Are the ants necessary?
You may have heard that without ants, the peony blooms won't open. Peony buds are sticky, and the theory goes that if the ants don't clean the stickiness off, the flower will remain stuck closed. This is a charming thought about symbiosis, but it isn't true. Peonies will bloom just fine in the absence of any ants at all. So what's going on?

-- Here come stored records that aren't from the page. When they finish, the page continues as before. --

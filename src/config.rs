// Application configuration, loaded from environment variables and CLI flags.

use std::path::PathBuf;

use crate::oracle::{DEFAULT_BASE_URL, DEFAULT_MODEL, DEFAULT_TEMPERATURE, GEMINI_API_KEY_ENV};

/// Application configuration.
#[derive(Debug, Clone)]
pub struct Config {
    /// Database URL (SQLite connection string).
    pub database_url: String,
    /// Interface to bind the HTTP server to.
    pub host: String,
    /// Port to bind the HTTP server to.
    pub port: u16,
    /// Whether to run in local mode (no rate limiting).
    pub local_mode: bool,
    /// Directory containing pre-built frontend files to serve.
    /// When set, the backend serves static files from this path.
    pub static_dir: Option<PathBuf>,
    pub oracle: OracleConfig,
}

/// Settings for the Gemini oracle.
#[derive(Clone)]
pub struct OracleConfig {
    /// `None` keeps the server up; oracle endpoints then answer 500.
    pub api_key: Option<String>,
    pub model: String,
    pub temperature: f32,
    pub base_url: String,
}

impl std::fmt::Debug for OracleConfig {
    fn fmt(&self, f: &mut std::fmt::Formatter<'_>) -> std::fmt::Result {
        f.debug_struct("OracleConfig")
            .field("api_key", &self.api_key.as_ref().map(|_| "<redacted>"))
            .field("model", &self.model)
            .field("temperature", &self.temperature)
            .field("base_url", &self.base_url)
            .finish()
    }
}

impl Config {
    /// Load configuration from environment variables and CLI arguments.
    ///
    /// Environment variables:
    /// - `DATABASE_URL` - SQLite connection string (default: `sqlite:terra.db?mode=rwc`)
    /// - `HOST` - bind address (default: `0.0.0.0`)
    /// - `PORT` - HTTP server port (default: 5000)
    /// - `TERRA_LOCAL_MODE` - Set to `true` to enable local mode
    /// - `STATIC_DIR` - Path to frontend dist directory for static file serving
    /// - `GEMINI_API_KEY` - oracle credential
    /// - `GEMINI_MODEL`, `GEMINI_TEMPERATURE`, `GEMINI_BASE_URL` - oracle overrides
    ///
    /// CLI flags:
    /// - `--local` - Enable local mode (same as `TERRA_LOCAL_MODE=true`)
    /// - `--port <PORT>` - Override the port
    pub fn load() -> Self {
        let args: Vec<String> = std::env::args().collect();
        Self::from_sources(&args, |key| std::env::var(key).ok())
    }

    /// Build from an argument list and an environment lookup.
    pub fn from_sources(args: &[String], env: impl Fn(&str) -> Option<String>) -> Self {
        let database_url =
            env("DATABASE_URL").unwrap_or_else(|| "sqlite:terra.db?mode=rwc".to_string());

        let host = env("HOST").unwrap_or_else(|| "0.0.0.0".to_string());

        // Port: CLI flag --port takes precedence, then env var, then default
        let port = Self::parse_cli_value(args, "--port")
            .and_then(|v| v.parse().ok())
            .or_else(|| env("PORT").and_then(|v| v.parse().ok()))
            .unwrap_or(5000);

        let local_mode = args.iter().any(|a| a == "--local")
            || env("TERRA_LOCAL_MODE")
                .map(|v| v.eq_ignore_ascii_case("true") || v == "1")
                .unwrap_or(false);

        let static_dir = env("STATIC_DIR").map(PathBuf::from);

        let oracle = OracleConfig {
            api_key: env(GEMINI_API_KEY_ENV).filter(|k| !k.trim().is_empty()),
            model: env("GEMINI_MODEL").unwrap_or_else(|| DEFAULT_MODEL.to_string()),
            temperature: env("GEMINI_TEMPERATURE")
                .and_then(|v| v.parse().ok())
                .unwrap_or(DEFAULT_TEMPERATURE),
            base_url: env("GEMINI_BASE_URL").unwrap_or_else(|| DEFAULT_BASE_URL.to_string()),
        };

        Config {
            database_url,
            host,
            port,
            local_mode,
            static_dir,
            oracle,
        }
    }

    /// Parse a CLI flag value like `--port 8080`.
    fn parse_cli_value(args: &[String], flag: &str) -> Option<String> {
        args.windows(2).find_map(|pair| {
            if pair[0] == flag {
                Some(pair[1].clone())
            } else {
                None
            }
        })
    }
}

/// Global flag indicating local mode is active.
/// This is set once at startup and read by the rate limiter.
static LOCAL_MODE: std::sync::atomic::AtomicBool = std::sync::atomic::AtomicBool::new(false);

/// Set the local mode flag (called once at startup).
pub fn set_local_mode(enabled: bool) {
    LOCAL_MODE.store(enabled, std::sync::atomic::Ordering::Relaxed);
}

/// Check if local mode is active.
pub fn is_local_mode() -> bool {
    LOCAL_MODE.load(std::sync::atomic::Ordering::Relaxed)
}
#[async_trait]
impl LeaderboardStore for Database {
    async fn find_by_nickname(&self, nickname: &str) -> Result<Option<GameResult>, StoreError> {
        let row = sqlx::query_as::<_, GameResult>(&format!(
            "SELECT {COLUMNS} FROM game_results WHERE nickname = ?"
        ))
        .bind(nickname)
        .fetch_optional(&self.pool)
        .await?;
        Ok(row)
    }

    async fn find_by_player_id(&self, player_id: &str) -> Result<Option<GameResult>, StoreError> {
        let row = sqlx::query_as::<_, GameResult>(&format!(
            "SELECT {COLUMNS} FROM game_results WHERE player_id = ?"
        ))
        .bind(player_id)
        .fetch_optional(&self.pool)
        .await?;
        Ok(row)
    }

    async fn upsert_if_better(&self, result: NewGameResult) -> Result<UpsertOutcome, StoreError> {
        // Writes come first so the transaction holds the write lock from its
        // first statement; the score comparison lives inside the UPDATE itself.
        let mut tx = self.pool.begin().await?;

        let updated = sqlx::query_as::<_, GameResult>(&format!(
            r#"
            UPDATE game_results SET
                player_id = COALESCE(?, player_id),
                initial_years = ?,
                final_years = ?,
                total_score = ?,
                actions_count = ?,
                status = ?,
                played_at = ?
            WHERE nickname = ? AND total_score < ?
            RETURNING {COLUMNS}
            "#
        ))
        .bind(&result.player_id)
        .bind(result.initial_years)
        .bind(result.final_years)
        .bind(result.total_score)
        .bind(result.actions_count)
        .bind(&result.status)
        .bind(&result.played_at)
        .bind(&result.nickname)
        .bind(result.total_score)
        .fetch_optional(&mut *tx)
        .await
        .map_err(classify)?;

        let outcome = if let Some(row) = updated {
            UpsertOutcome::Updated(row)
        } else {
            let current = sqlx::query_as::<_, GameResult>(&format!(
                "SELECT {COLUMNS} FROM game_results WHERE nickname = ?"
            ))
            .bind(&result.nickname)
            .fetch_optional(&mut *tx)
            .await?;

            match current {
                Some(row) => UpsertOutcome::Unchanged(row),
                None => {
                    let row = sqlx::query_as::<_, GameResult>(&format!(
                        r#"
                        INSERT INTO game_results
                            (player_id, nickname, initial_years, final_years, total_score, actions_count, status, played_at)
                        VALUES (?, ?, ?, ?, ?, ?, ?, ?)
                        RETURNING {COLUMNS}
                        "#
                    ))
                    .bind(&result.player_id)
                    .bind(&result.nickname)
                    .bind(result.initial_years)
                    .bind(result.final_years)
                    .bind(result.total_score)
                    .bind(result.actions_count)
                    .bind(&result.status)
                    .bind(&result.played_at)
                    .fetch_one(&mut *tx)
                    .await
                    .map_err(classify)?;
                    UpsertOutcome::Created(row)
                }
            }
        };

        tx.commit().await?;
        Ok(outcome)
    }

    async fn rank_of(&self, total_score: f64) -> Result<i64, StoreError> {
        let higher: i64 =
            sqlx::query_scalar("SELECT COUNT(*) FROM game_results WHERE total_score > ?")
                .bind(total_score)
                .fetch_one(&self.pool)
                .await?;
        Ok(higher + 1)
    }

    async fn list(&self, sort: LeaderboardSort, limit: i64) -> Result<Vec<GameResult>, StoreError> {
        let rows = sqlx::query_as::<_, GameResult>(&format!(
            "SELECT {COLUMNS} FROM game_results ORDER BY {} LIMIT ?",
            sort.order_by()
        ))
        .bind(limit)
        .fetch_all(&self.pool)
        .await?;
        Ok(rows)
    }

    async fn count(&self) -> Result<i64, StoreError> {
        let n: i64 = sqlx::query_scalar("SELECT COUNT(*) FROM game_results")
            .fetch_one(&self.pool)
            .await?;
        Ok(n)
    }
}
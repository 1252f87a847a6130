use std::sync::Arc;

use tower_http::{cors::CorsLayer, services::ServeDir, trace::TraceLayer};
use tracing_subscriber::EnvFilter;

use terra_backend::{api, config, db, metrics, oracle::GeminiOracle};

#[tokio::main]
async fn main() {
    tracing_subscriber::fmt()
        .with_env_filter(
            EnvFilter::try_from_default_env()
                .unwrap_or_else(|_| EnvFilter::new("terra_backend=info,tower_http=info")),
        )
        .init();

    let config = config::Config::load();
    config::set_local_mode(config.local_mode);
    if config.local_mode {
        tracing::info!("Local mode enabled: rate limiting is off");
    }
    metrics::register_metrics();

    let db = db::Database::new(&config.database_url)
        .await
        .expect("Failed to initialize database");

    let oracle = GeminiOracle::new(
        config.oracle.api_key.clone(),
        config.oracle.model.clone(),
        config.oracle.temperature,
    )
    .with_base_url(config.oracle.base_url.clone());
    if !oracle.has_credential() {
        tracing::warn!("GEMINI_API_KEY is not set; story endpoints will answer 500");
    }

    let state = api::AppState::new(Arc::new(db), Arc::new(oracle));
    let mut app = api::router(state);

    if let Some(dir) = &config.static_dir {
        tracing::info!("Serving static files from {}", dir.display());
        app = app.fallback_service(ServeDir::new(dir));
    }

    let app = app
        .layer(CorsLayer::permissive())
        .layer(TraceLayer::new_for_http());

    let addr = format!("{}:{}", config.host, config.port);
    let listener = tokio::net::TcpListener::bind(&addr)
        .await
        .unwrap_or_else(|e| panic!("Failed to bind to {addr}: {e}"));

    tracing::info!(model = %config.oracle.model, "Terra backend listening on {addr}");
    axum::serve(listener, app)
        .await
        .expect("Failed to start server");
}
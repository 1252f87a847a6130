// In-process leaderboard store with the same contract as the SQLite one.

use std::sync::{Mutex, PoisonError};

use async_trait::async_trait;

use super::{GameResult, LeaderboardSort, LeaderboardStore, NewGameResult, StoreError, UpsertOutcome};

#[derive(Debug, Default)]
struct Inner {
    rows: Vec<GameResult>,
    next_id: i64,
}

/// Rows kept in insertion (id) order behind a single lock.
#[derive(Debug, Default)]
pub struct MemoryStore {
    inner: Mutex<Inner>,
}

impl MemoryStore {
    pub fn new() -> Self {
        Self::default()
    }

    fn with_inner<T>(&self, f: impl FnOnce(&mut Inner) -> T) -> T {
        let mut guard = self.inner.lock().unwrap_or_else(PoisonError::into_inner);
        f(&mut guard)
    }
}

fn overwrite(row: &mut GameResult, result: NewGameResult) {
    if result.player_id.is_some() {
        row.player_id = result.player_id;
    }
    row.initial_years = result.initial_years;
    row.final_years = result.final_years;
    row.total_score = result.total_score;
    row.actions_count = result.actions_count;
    row.status = result.status;
    row.played_at = result.played_at;
}

#[async_trait]
impl LeaderboardStore for MemoryStore {
    async fn find_by_nickname(&self, nickname: &str) -> Result<Option<GameResult>, StoreError> {
        Ok(self.with_inner(|inner| inner.rows.iter().find(|r| r.nickname == nickname).cloned()))
    }

    async fn find_by_player_id(&self, player_id: &str) -> Result<Option<GameResult>, StoreError> {
        Ok(self.with_inner(|inner| {
            inner
                .rows
                .iter()
                .find(|r| r.player_id.as_deref() == Some(player_id))
                .cloned()
        }))
    }

    async fn upsert_if_better(&self, result: NewGameResult) -> Result<UpsertOutcome, StoreError> {
        self.with_inner(|inner| {
            let existing = inner.rows.iter().position(|r| r.nickname == result.nickname);
            if let Some(i) = existing {
                if result.total_score <= inner.rows[i].total_score {
                    return Ok(UpsertOutcome::Unchanged(inner.rows[i].clone()));
                }
            }

            // Only writes can collide on player_id.
            if let Some(player_id) = result.player_id.as_deref() {
                let taken = inner
                    .rows
                    .iter()
                    .any(|r| r.player_id.as_deref() == Some(player_id) && r.nickname != result.nickname);
                if taken {
                    return Err(StoreError::PlayerIdTaken);
                }
            }

            match existing {
                Some(i) => {
                    let row = &mut inner.rows[i];
                    overwrite(row, result);
                    Ok(UpsertOutcome::Updated(row.clone()))
                }
                None => {
                    inner.next_id += 1;
                    let row = GameResult {
                        id: inner.next_id,
                        player_id: result.player_id,
                        nickname: result.nickname,
                        initial_years: result.initial_years,
                        final_years: result.final_years,
                        total_score: result.total_score,
                        actions_count: result.actions_count,
                        status: result.status,
                        played_at: result.played_at,
                    };
                    inner.rows.push(row.clone());
                    Ok(UpsertOutcome::Created(row))
                }
            }
        })
    }

    async fn rank_of(&self, total_score: f64) -> Result<i64, StoreError> {
        let higher = self.with_inner(|inner| {
            inner.rows.iter().filter(|r| r.total_score > total_score).count()
        });
        Ok(higher as i64 + 1)
    }

    async fn list(&self, sort: LeaderboardSort, limit: i64) -> Result<Vec<GameResult>, StoreError> {
        let mut rows = self.with_inner(|inner| inner.rows.clone());
        let key = |r: &GameResult| match sort {
            LeaderboardSort::Score => r.total_score,
            LeaderboardSort::YearsSaved => r.years_saved(),
        };
        // Stable sort over id order keeps `id ASC` as the tie-break.
        rows.sort_by(|a, b| key(b).total_cmp(&key(a)));
        rows.truncate(limit.max(0) as usize);
        Ok(rows)
    }

    async fn count(&self) -> Result<i64, StoreError> {
        Ok(self.with_inner(|inner| inner.rows.len() as i64))
    }
}
// Score/outcome state machine: maps a cumulative score to the game state
// and picks the narrative template used for the next oracle call.

use serde::{Deserialize, Serialize};

use crate::prompts;

/// Cumulative score at or above which the planet is saved.
pub const WIN_THRESHOLD: f64 = 200.0;
/// Cumulative score at or below which the planet is lost.
pub const LOSE_THRESHOLD: f64 = -50.0;

/// Where a game stands given its cumulative score.
#[derive(Debug, Clone, Copy, PartialEq, Eq, Serialize, Deserialize)]
#[serde(rename_all = "lowercase")]
pub enum Outcome {
    Continuing,
    Won,
    Lost,
}

impl Outcome {
    pub fn from_total_score(total_score: f64) -> Self {
        if total_score >= WIN_THRESHOLD {
            Outcome::Won
        } else if total_score <= LOSE_THRESHOLD {
            Outcome::Lost
        } else {
            Outcome::Continuing
        }
    }

    /// System instruction to prepend to the oracle prompt for this state.
    pub fn system_instruction(self) -> &'static str {
        match self {
            Outcome::Continuing => prompts::CONTINUING_INSTRUCTION,
            Outcome::Won => prompts::WON_INSTRUCTION,
            Outcome::Lost => prompts::LOST_INSTRUCTION,
        }
    }

    /// Only an ongoing game asks the oracle for a score delta.
    pub fn requests_delta(self) -> bool {
        matches!(self, Outcome::Continuing)
    }
}

/// Final status persisted with a game result.
#[derive(Debug, Clone, Copy, PartialEq, Eq, Serialize, Deserialize)]
#[serde(rename_all = "lowercase")]
pub enum GameStatus {
    Won,
    Lost,
}

impl GameStatus {
    pub fn as_str(self) -> &'static str {
        match self {
            GameStatus::Won => "won",
            GameStatus::Lost => "lost",
        }
    }

    pub fn from_str_name(s: &str) -> Option<Self> {
        match s.trim().to_ascii_lowercase().as_str() {
            "won" => Some(GameStatus::Won),
            "lost" => Some(GameStatus::Lost),
            _ => None,
        }
    }

    /// Status implied by a final score when the client does not report one.
    pub fn from_total_score(total_score: f64) -> Self {
        match Outcome::from_total_score(total_score) {
            Outcome::Won => GameStatus::Won,
            Outcome::Continuing | Outcome::Lost => GameStatus::Lost,
        }
    }
}

impl std::fmt::Display for GameStatus {
    fn fmt(&self, f: &mut std::fmt::Formatter<'_>) -> std::fmt::Result {
        f.write_str(self.as_str())
    }
}

#[cfg(test)]
mod tests {
    use super::*;

    #[test]
    fn test_thresholds_are_inclusive() {
        assert_eq!(Outcome::from_total_score(200.0), Outcome::Won);
        assert_eq!(Outcome::from_total_score(-50.0), Outcome::Lost);
        assert_eq!(Outcome::from_total_score(199.9), Outcome::Continuing);
        assert_eq!(Outcome::from_total_score(-49.9), Outcome::Continuing);
    }

    #[test]
    fn test_mapping_is_monotonic() {
        let mut last = Outcome::Lost;
        let rank = |o: Outcome| match o {
            Outcome::Lost => 0,
            Outcome::Continuing => 1,
            Outcome::Won => 2,
        };
        let mut score = -500.0;
        while score <= 500.0 {
            let current = Outcome::from_total_score(score);
            assert!(rank(current) >= rank(last), "regressed at {score}");
            last = current;
            score += 2.5;
        }
        assert_eq!(last, Outcome::Won);
    }

    #[test]
    fn test_only_continuing_requests_delta() {
        assert!(Outcome::Continuing.requests_delta());
        assert!(!Outcome::Won.requests_delta());
        assert!(!Outcome::Lost.requests_delta());
    }

    #[test]
    fn test_each_state_has_its_own_template() {
        let c = Outcome::Continuing.system_instruction();
        let w = Outcome::Won.system_instruction();
        let l = Outcome::Lost.system_instruction();
        assert_ne!(c, w);
        assert_ne!(w, l);
        assert_ne!(c, l);
        assert!(c.contains("+40 to +50"));
        assert!(w.contains("utopia"));
        assert!(l.contains("extinction"));
    }

    #[test]
    fn test_game_status_parsing() {
        assert_eq!(GameStatus::from_str_name("won"), Some(GameStatus::Won));
        assert_eq!(GameStatus::from_str_name(" LOST "), Some(GameStatus::Lost));
        assert_eq!(GameStatus::from_str_name("draw"), None);
        assert_eq!(GameStatus::from_total_score(250.0), GameStatus::Won);
        assert_eq!(GameStatus::from_total_score(10.0), GameStatus::Lost);
        assert_eq!(GameStatus::Won.to_string(), "won");
    }
}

Plants, unable to run and climb trees or fly away to evade their enemies, have evolved myriads of genius ways to thwart them while standing still. A peony's way is to produce a little sugary nectar to attract omnivorous, territorial, ever-hungry ants. The ants don't eat the peony bud, just the nectar on its outside...and any other bug that comes to edge in on their snack bar. So both parties get what they want. The ant gets that delicious sugar, and the peony gets its most vulnerable part, its chance at reproduction, fiercely protected. Still symbiosis, but a little more complex than you may have thought. Interestingly, I've noticed some varieties attract ladybugs instead of ants.
What should you do about the ants?
In my peony fields, ants are a fact of life. I've become adept at avoiding them, and mostly we don't bother each other. When I need to work with a peony bud that's covered with ants, a good smack sends them flying. Then I can do whatever I need to before they come scrambling back. Ant mounds in the grass paths never last long, since the ants object to having their hard work scattered by the mower.
Ants are hard at work in my fields, defending them from lot of other less desirable bugs. And when peony season comes, they climb right up on the buds and defend those too. Best to make friends with the security guards, in my opinion.